### SOURCE MATERIAL

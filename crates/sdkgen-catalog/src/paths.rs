//! On-disk layout of the artifact bundle being assembled.

use camino::{Utf8Path, Utf8PathBuf};
use serde::{Deserialize, Serialize};

/// Paths derived from the source root and artifact id.
///
/// Layout:
///
/// ```text
/// <source_root>/
///   Artifacts/                              downloaded archives + cache db
///   Bundles/<id>.artifactbundle/
///     info.json
///     <id>/<target-triple>/                 sdk_root_path
///       swift-sdk.json
///       toolset.json
///       swift.xctoolchain/usr/bin/          toolchain_bin_dir_path
///       <dist>-<release>.sdk/               sysroot_path
/// ```
///
/// `toolchain_bin_dir_path` is always a descendant of `sdk_root_path`,
/// which is a descendant of `artifact_bundle_path`.
#[derive(Debug, Clone, PartialEq, Eq, Serialize, Deserialize)]
pub struct PathsConfiguration {
    pub source_root: Utf8PathBuf,
    pub artifact_id: String,
    pub artifact_bundle_path: Utf8PathBuf,
    pub cache_path: Utf8PathBuf,
    pub sdk_root_path: Utf8PathBuf,
    pub sysroot_path: Utf8PathBuf,
    pub toolchain_dir_path: Utf8PathBuf,
    pub toolchain_bin_dir_path: Utf8PathBuf,
}

impl PathsConfiguration {
    /// Derive the full layout.
    ///
    /// `target_dir_name` is the per-target directory (normally the target
    /// triple string); `sysroot_dir_name` is e.g. `ubuntu-jammy.sdk` or
    /// `WASI.sdk`.
    #[must_use]
    pub fn new(
        source_root: &Utf8Path,
        artifact_id: &str,
        target_dir_name: &str,
        sysroot_dir_name: &str,
    ) -> Self {
        let artifact_bundle_path = source_root
            .join("Bundles")
            .join(format!("{artifact_id}.artifactbundle"));
        let sdk_root_path = artifact_bundle_path.join(artifact_id).join(target_dir_name);
        let toolchain_dir_path = sdk_root_path.join("swift.xctoolchain");
        Self {
            source_root: source_root.to_owned(),
            artifact_id: artifact_id.to_string(),
            cache_path: source_root.join("Artifacts"),
            sysroot_path: sdk_root_path.join(sysroot_dir_name),
            toolchain_bin_dir_path: toolchain_dir_path.join("usr/bin"),
            toolchain_dir_path,
            sdk_root_path,
            artifact_bundle_path,
        }
    }

    /// Path of the bundle manifest.
    #[must_use]
    pub fn bundle_manifest_path(&self) -> Utf8PathBuf {
        self.artifact_bundle_path.join("info.json")
    }
}

#[cfg(test)]
mod tests {
    use super::*;

    #[test]
    fn layout_nesting_invariant() {
        let paths = PathsConfiguration::new(
            Utf8Path::new("/work"),
            "6.0.3-RELEASE_ubuntu_jammy_x86_64",
            "x86_64-unknown-linux-gnu",
            "ubuntu-jammy.sdk",
        );
        assert!(paths.sdk_root_path.starts_with(&paths.artifact_bundle_path));
        assert!(paths
            .toolchain_bin_dir_path
            .starts_with(&paths.sdk_root_path));
        assert!(paths.sysroot_path.starts_with(&paths.sdk_root_path));
        assert_eq!(
            paths.artifact_bundle_path,
            Utf8PathBuf::from("/work/Bundles/6.0.3-RELEASE_ubuntu_jammy_x86_64.artifactbundle")
        );
        assert_eq!(
            paths.sysroot_path,
            Utf8PathBuf::from(
                "/work/Bundles/6.0.3-RELEASE_ubuntu_jammy_x86_64.artifactbundle/6.0.3-RELEASE_ubuntu_jammy_x86_64/x86_64-unknown-linux-gnu/ubuntu-jammy.sdk"
            )
        );
        assert_eq!(
            paths.bundle_manifest_path(),
            paths.artifact_bundle_path.join("info.json")
        );
    }
}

######

◆ TASK STATEMENT: Count every line above that holds the string "xctoolchain" and give the total, nothing more.

◆ ANSWER TO THIS TASK: 2